CheddahBot/scripts/check_gmail_replies.py

254 lines
9.0 KiB
Python

"""Poll Gmail for client replies and update ClickUp tasks.
Searches for email threads containing "Ref: CU-<task_id>" where the latest
message is from someone other than the bot. Posts the reply text as a ClickUp
comment and moves the task to "After Client Feedback" status.
Usage:
uv run python scripts/check_gmail_replies.py # normal run
uv run python scripts/check_gmail_replies.py --dry-run # preview only
uv run python scripts/check_gmail_replies.py --since 48 # look back 48 hours
"""
from __future__ import annotations
import argparse
import base64
import json
import logging
import os
import re
import sys
from datetime import UTC, datetime, timedelta
from email.utils import parseaddr
from pathlib import Path
sys.path.insert(0, str(Path(__file__).resolve().parent.parent))
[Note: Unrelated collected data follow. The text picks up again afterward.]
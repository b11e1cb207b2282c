//! Conversions between stored cookies and CDP cookie records.

use chromiumoxide::cdp::browser_protocol::network::{Cookie as CdpCookie, CookieParam, CookieSameSite, TimeSinceEpoch};
use jobpilot_protocol::{Cookie, SameSite};

pub(super) fn from_cdp(cookie: CdpCookie) -> Cookie {
	Cookie {
		name: cookie.name,
		value: cookie.value,
		domain: Some(cookie.domain),
		path: Some(cookie.path),
		expires: (!cookie.session).then_some(cookie.expires),
		http_only: Some(cookie.http_only),
		secure: Some(cookie.secure),
		same_site: cookie.same_site.map(|same_site| match same_site {
			CookieSameSite::Strict => SameSite::Strict,
			CookieSameSite::Lax => SameSite::Lax,
			CookieSameSite::None => SameSite::None,
		}),
	}
}

/// Builds a `setCookies` parameter; cookies without a domain cannot be scoped and yield `None`.
pub(super) fn to_param(cookie: &Cookie) -> Option<CookieParam> {
	let domain = cookie.domain.as_deref().filter(|d| !d.is_empty())?;
	let path = cookie.path.clone().unwrap_or_else(|| "/".to_string());
	let scheme = if cookie.secure.unwrap_or(false) { "https" } else { "http" };

	let mut param = CookieParam::new(cookie.name.clone(), cookie.value.clone());
	param.url = Some(format!("{scheme}://{}{path}", domain.trim_start_matches('.')));
	param.domain = Some(domain.to_string());
	param.path = Some(path);
	param.secure = cookie.secure;
	param.http_only = cookie.http_only;
	param.expires = cookie.expires.filter(|ts| *ts >= 0.0).map(TimeSinceEpoch::new);
	param.same_site = cookie.same_site.map(|same_site| match same_site {
		SameSite::Strict => CookieSameSite::Strict,
		SameSite::Lax => CookieSameSite::Lax,
		SameSite::None => CookieSameSite::None,
	});
	Some(param)
}
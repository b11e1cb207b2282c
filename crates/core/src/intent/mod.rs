//! Intent resolution: turning a task's free text into search parameters.

pub mod chat;
pub mod lookup;

use async_trait::async_trait;
use jobpilot_protocol::{ApplyIntent, IntentDefaults, IntentHints, UserConfig};
use tracing::warn;

use crate::error::Result;
use crate::settings::{IntentProvider, IntentSettings};

pub use chat::ChatResolver;
pub use lookup::LookupResolver;

/// Extracts whatever search parameters a text states.
#[async_trait]
pub trait IntentResolver: Send + Sync {
	async fn resolve(&self, text: &str) -> Result<IntentHints>;
}

pub fn resolver_from_settings(settings: &IntentSettings) -> Result<Box<dyn IntentResolver>> {
	Ok(match settings.provider {
		IntentProvider::Lookup => Box::new(LookupResolver),
		IntentProvider::Chat => Box::new(ChatResolver::new(settings)?),
	})
}

/// Resolves `text` and fills the gaps from `user` and `defaults`. A resolver
/// error is logged and every field falls back.
pub async fn resolve_intent(resolver: &dyn IntentResolver, text: &str, user: &UserConfig, defaults: &IntentDefaults) -> ApplyIntent {
	let hints = match resolver.resolve(text).await {
		Ok(hints) => hints,
		Err(err) => {
			warn!(target = "jobpilot", error = %err, "intent resolution failed, using defaults");
			IntentHints::default()
		}
	};
	hints.complete(user, defaults)
}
from dotenv import load_dotenv
load_dotenv()
from googleapiclient.discovery import build # noqa: E402
from cheddahbot.clickup import ClickUpClient # noqa: E402
from cheddahbot.google_auth import get_credentials # noqa: E402
logging.basicConfig(level=logging.INFO, format="%(asctime)s - %(levelname)s - %(message)s")
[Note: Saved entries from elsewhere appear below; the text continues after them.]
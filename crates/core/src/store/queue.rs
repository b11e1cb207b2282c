//! The task queue file (`tasks.json`).
//!
//! The file is a JSON array shared with the external API process, which
//! inserts new records at the front. Every read-modify-write here runs under
//! an in-process mutex plus the `tasks.json.lock` pid file, and every write
//! replaces the file atomically. Entries that do not parse as a known task
//! are carried through rewrites untouched.

use std::cmp::Reverse;
use std::collections::HashSet;
use std::path::PathBuf;

use jobpilot_protocol::{NewTask, Task, TaskId, TaskPatch, TaskStatus};
use parking_lot::Mutex;
use tokio::sync::Mutex as AsyncMutex;
use serde::{Deserialize, Serialize};
use serde_json::Value;
use tracing::{debug, warn};

use super::fs::{FileLock, load_json, save_json};
use crate::error::{EngineError, Result};
use crate::paths::StatePaths;
use crate::settings::QueueLockSettings;

/// One element of the queue array.
#[derive(Debug, Clone, PartialEq, Serialize, Deserialize)]
#[serde(untagged)]
pub enum QueueEntry {
	Task(Task),
	/// A record this engine does not understand, kept verbatim.
	Other(Value),
}

impl QueueEntry {
	pub fn as_task(&self) -> Option<&Task> {
		match self {
			QueueEntry::Task(task) => Some(task),
			QueueEntry::Other(_) => None,
		}
	}
}

pub struct TaskQueue {
	path: PathBuf,
	lock_path: PathBuf,
	lock: QueueLockSettings,
	guard: AsyncMutex<()>,
	reported: Mutex<HashSet<String>>,
}

impl TaskQueue {
	pub fn new(paths: &StatePaths, lock: QueueLockSettings) -> Self {
		Self {
			path: paths.tasks.clone(),
			lock_path: paths.tasks_lock.clone(),
			lock,
			guard: AsyncMutex::new(()),
			reported: Mutex::new(HashSet::new()),
		}
	}

	/// Every entry in file order, including ones that are not known tasks.
	pub fn entries(&self) -> Result<Vec<QueueEntry>> {
		Ok(load_json::<Vec<QueueEntry>>(&self.path)?.unwrap_or_default())
	}

	pub fn list(&self) -> Result<Vec<Task>> {
		Ok(self.entries()?.into_iter().filter_map(|entry| match entry {
			QueueEntry::Task(task) => Some(task),
			QueueEntry::Other(_) => None,
		}).collect())
	}

	pub fn running(&self) -> Result<Vec<Task>> {
		Ok(self.list()?.into_iter().filter(|task| task.status == TaskStatus::Running).collect())
	}

	/// The pending task with the earliest `created_at`. Producers insert at
	/// the front, so among equal timestamps the later array position wins.
	pub fn oldest_pending(&self) -> Result<Option<Task>> {
		let entries = self.entries()?;
		self.report_unknown(&entries);

		Ok(entries
			.into_iter()
			.enumerate()
			.filter_map(|(index, entry)| match entry {
				QueueEntry::Task(task) if task.status == TaskStatus::Pending => Some((index, task)),
				_ => None,
			})
			.min_by(|(ia, a), (ib, b)| (&a.created_at, Reverse(ia)).cmp(&(&b.created_at, Reverse(ib))))
			.map(|(_, task)| task))
	}

	/// Inserts a new pending task at the front of the queue.
	pub async fn enqueue(&self, new: NewTask) -> Result<Task> {
		self.modify(|entries| {
			let taken: HashSet<&str> = entries.iter().filter_map(QueueEntry::as_task).map(|task| task.id.as_str()).collect();
			let id = loop {
				let id = new_task_id();
				if !taken.contains(id.as_str()) {
					break id;
				}
			};
			let created_at = chrono::Local::now().format("%Y-%m-%d %H:%M").to_string();
			let task = Task::from_new(id, created_at, new);
			entries.insert(0, QueueEntry::Task(task.clone()));
			debug!(target = "jobpilot", id = %task.id, "task enqueued");
			Ok(task)
		})
		.await
	}

	/// Merges `patch` into task `id` and returns the updated record.
	pub async fn update(&self, id: &TaskId, patch: TaskPatch) -> Result<Task> {
		self.modify(|entries| {
			if patch.status == Some(TaskStatus::Running) {
				let other = entries.iter().filter_map(QueueEntry::as_task).find(|task| task.status == TaskStatus::Running && &task.id != id);
				if let Some(other) = other {
					return Err(anyhow::anyhow!("task {} is already running", other.id).into());
				}
			}
			let task = find_task(entries, id)?;
			task.apply_patch(patch).map_err(|source| EngineError::InvalidTransition { id: id.clone(), source })?;
			Ok(task.clone())
		})
		.await
	}

	/// Moves a `running` task back to `pending`.
	pub async fn requeue(&self, id: &TaskId, log: &str) -> Result<Task> {
		self.modify(|entries| {
			let task = find_task(entries, id)?;
			if task.status != TaskStatus::Running {
				return Err(EngineError::InvalidTransition {
					id: id.clone(),
					source: jobpilot_protocol::TransitionError {
						from: task.status,
						to: TaskStatus::Pending,
					},
				});
			}
			task.requeue(log);
			Ok(task.clone())
		})
		.await
	}

	/// Marks pending `apply` records that cannot be read as tasks `failed`,
	/// so a producer's malformed record does not sit in the queue forever.
	/// Returns how many were marked.
	pub async fn fail_invalid_pending(&self) -> Result<usize> {
		if !self.entries()?.iter().any(is_invalid_pending_apply) {
			return Ok(0);
		}
		self.modify(|entries| {
			let mut failed = 0;
			for entry in entries.iter_mut() {
				if !is_invalid_pending_apply(entry) {
					continue;
				}
				if let QueueEntry::Other(Value::Object(record)) = entry {
					let reason = invalid_field(record);
					warn!(target = "jobpilot", id = ?record.get("id"), reason = %reason, "failing unreadable task record");
					record.insert("status".to_string(), Value::from(TaskStatus::Failed.as_str()));
					record.insert("log".to_string(), Value::from(format!("invalid task record: {reason}")));
					failed += 1;
				}
			}
			Ok(failed)
		})
		.await
	}

	async fn modify<R>(&self, f: impl FnOnce(&mut Vec<QueueEntry>) -> Result<R>) -> Result<R> {
		let _guard = self.guard.lock().await;
		let _lock = FileLock::acquire(&self.lock_path, self.lock.timeout(), self.lock.stale_after()).await?;
		let mut entries = self.entries()?;
		let result = f(&mut entries)?;
		save_json(&self.path, &entries)?;
		Ok(result)
	}

	fn report_unknown(&self, entries: &[QueueEntry]) {
		let mut reported = self.reported.lock();
		for entry in entries {
			if let QueueEntry::Other(value) = entry {
				let key = value.get("id").map(Value::to_string).unwrap_or_else(|| value.to_string());
				if reported.insert(key.clone()) {
					warn!(target = "jobpilot", entry = %key, "skipping queue entry that is not a known task");
				}
			}
		}
	}
}

fn is_invalid_pending_apply(entry: &QueueEntry) -> bool {
	match entry {
		QueueEntry::Other(Value::Object(record)) => {
			record.get("type").and_then(Value::as_str) == Some("apply") && record.get("status").and_then(Value::as_str) == Some(TaskStatus::Pending.as_str())
		}
		_ => false,
	}
}

/// Names the first field that keeps `record` from reading as a task.
fn invalid_field(record: &serde_json::Map<String, Value>) -> String {
	for key in ["id", "title", "description"] {
		match record.get(key) {
			Some(Value::String(_)) => {}
			Some(_) => return format!("field `{key}` is not a string"),
			None => return format!("missing field `{key}`"),
		}
	}
	for key in ["log", "created_at"] {
		if record.get(key).is_some_and(|value| !value.is_string()) {
			return format!("field `{key}` is not a string");
		}
	}
	if record.get("progress").is_some_and(|value| value.as_u64().is_none_or(|n| n > u64::from(u8::MAX))) {
		return "field `progress` is not a percentage".to_string();
	}
	match serde_json::from_value::<Task>(Value::Object(record.clone())) {
		Err(err) => err.to_string(),
		Ok(_) => "unreadable record".to_string(),
	}
}

fn find_task<'a>(entries: &'a mut [QueueEntry], id: &TaskId) -> Result<&'a mut Task> {
	entries
		.iter_mut()
		.find_map(|entry| match entry {
			QueueEntry::Task(task) if &task.id == id => Some(task),
			_ => None,
		})
		.ok_or_else(|| EngineError::TaskNotFound(id.clone()))
}

fn new_task_id() -> TaskId {
	let simple = uuid::Uuid::new_v4().simple().to_string();
	TaskId::new(&simple[..8])
}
log = logging.getLogger(__name__)
STATE_FILE = Path("data/gmail_sync_state.json")
REF_PATTERN = re.compile(r"Ref:\s*CU-(\w+)")
AFTER_FEEDBACK_STATUS = "after client feedback"
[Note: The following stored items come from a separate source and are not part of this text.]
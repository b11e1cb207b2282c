//! Ordered selector fallbacks for one UI concept.
//!
//! The site's markup drifts, so every element the workflow needs is described
//! by a [`SelectorChain`]: candidates are tried in order and the first one
//! that yields a non-empty match wins. A query that errors counts as no match.

use std::time::Duration;

use jobpilot_runtime::Scope;
use tracing::debug;

/// One way of locating a concept.
#[derive(Debug, Clone, Copy, PartialEq, Eq)]
pub enum Candidate {
	Css(&'static str),
	/// Elements matching `css` whose text contains any of `text`.
	CssWithText { css: &'static str, text: &'static [&'static str] },
	/// Present when the scope's rendered text contains any needle. Never yields nodes.
	Text(&'static [&'static str]),
}

impl Candidate {
	async fn nodes<S: Scope>(&self, scope: &S, concept: &str) -> Vec<S::Node> {
		match self {
			Candidate::Css(css) => query(scope, css, concept).await,
			Candidate::CssWithText { css, text } => {
				let mut matched = Vec::new();
				for node in query(scope, css, concept).await {
					match node.text().await {
						Ok(content) if text.iter().any(|needle| content.contains(needle)) => matched.push(node),
						Ok(_) => {}
						Err(err) => debug!(target = "jobpilot", concept, error = %err, "candidate text unreadable"),
					}
				}
				matched
			}
			Candidate::Text(_) => Vec::new(),
		}
	}

	async fn present<S: Scope>(&self, scope: &S, concept: &str) -> bool {
		match self {
			Candidate::Text(needles) => match scope.text().await {
				Ok(content) => needles.iter().any(|needle| content.contains(needle)),
				Err(err) => {
					debug!(target = "jobpilot", concept, error = %err, "page text unreadable");
					false
				}
			},
			_ => !self.nodes(scope, concept).await.is_empty(),
		}
	}
}

async fn query<S: Scope>(scope: &S, css: &str, concept: &str) -> Vec<S::Node> {
	match scope.query_all(css).await {
		Ok(nodes) => nodes,
		Err(err) => {
			debug!(target = "jobpilot", concept, css, error = %err, "selector query failed");
			Vec::new()
		}
	}
}

#[derive(Debug, Clone, Copy, PartialEq, Eq)]
pub struct SelectorChain {
	pub concept: &'static str,
	pub candidates: &'static [Candidate],
}

impl SelectorChain {
	pub const fn new(concept: &'static str, candidates: &'static [Candidate]) -> Self {
		Self { concept, candidates }
	}

	/// All nodes matched by the first candidate that matches anything.
	pub async fn resolve_all<S: Scope>(&self, scope: &S) -> Vec<S::Node> {
		for candidate in self.candidates {
			let nodes = candidate.nodes(scope, self.concept).await;
			if !nodes.is_empty() {
				return nodes;
			}
		}
		Vec::new()
	}

	pub async fn first<S: Scope>(&self, scope: &S) -> Option<S::Node> {
		self.resolve_all(scope).await.into_iter().next()
	}

	/// Trimmed text of the first matching node with non-empty text.
	pub async fn first_text<S: Scope>(&self, scope: &S) -> Option<String> {
		for candidate in self.candidates {
			for node in candidate.nodes(scope, self.concept).await {
				if let Ok(text) = node.text().await {
					let text = text.trim();
					if !text.is_empty() {
						return Some(text.to_string());
					}
				}
			}
		}
		None
	}

	/// True when any candidate matches.
	pub async fn present<S: Scope>(&self, scope: &S) -> bool {
		for candidate in self.candidates {
			if candidate.present(scope, self.concept).await {
				return true;
			}
		}
		false
	}

	/// Polls until the chain resolves to at least one node or `timeout` passes.
	pub async fn wait_for<S: Scope>(&self, scope: &S, timeout: Duration, poll: Duration) -> Vec<S::Node> {
		let deadline = tokio::time::Instant::now() + timeout;
		loop {
			let nodes = self.resolve_all(scope).await;
			if !nodes.is_empty() || tokio::time::Instant::now() >= deadline {
				return nodes;
			}
			tokio::time::sleep(poll).await;
		}
	}
}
def _load_state() -> dict:
"""Load sync state from disk."""
if STATE_FILE.exists():
try:
return json.loads(STATE_FILE.read_text())
except (json.JSONDecodeError, OSError):
log.warning("Corrupt state file, starting fresh")
return {}
def _save_state(state: dict) -> None:
"""Persist sync state to disk."""
STATE_FILE.parent.mkdir(parents=True, exist_ok=True)
STATE_FILE.write_text(json.dumps(state, indent=2))
def _get_message_body(payload: dict) -> str:
"""Extract plain text body from a Gmail message payload."""
# Simple single-part message
if payload.get("mimeType") == "text/plain" and "data" in payload.get("body", {}):
return base64.urlsafe_b64decode(payload["body"]["data"]).decode("utf-8", errors="replace")
# Multipart message -- find the text/plain part
for part in payload.get("parts", []):
if part.get("mimeType") == "text/plain" and "data" in part.get("body", {}):
return base64.urlsafe_b64decode(part["body"]["data"]).decode("utf-8", errors="replace")
# Nested multipart
if part.get("parts"):
result = _get_message_body(part)
if result:
return result
return ""
def _extract_reply_text(body: str) -> str:
"""Extract just the new reply content (above the quoted text).
Looks for common reply markers like "On ... wrote:" and takes everything above.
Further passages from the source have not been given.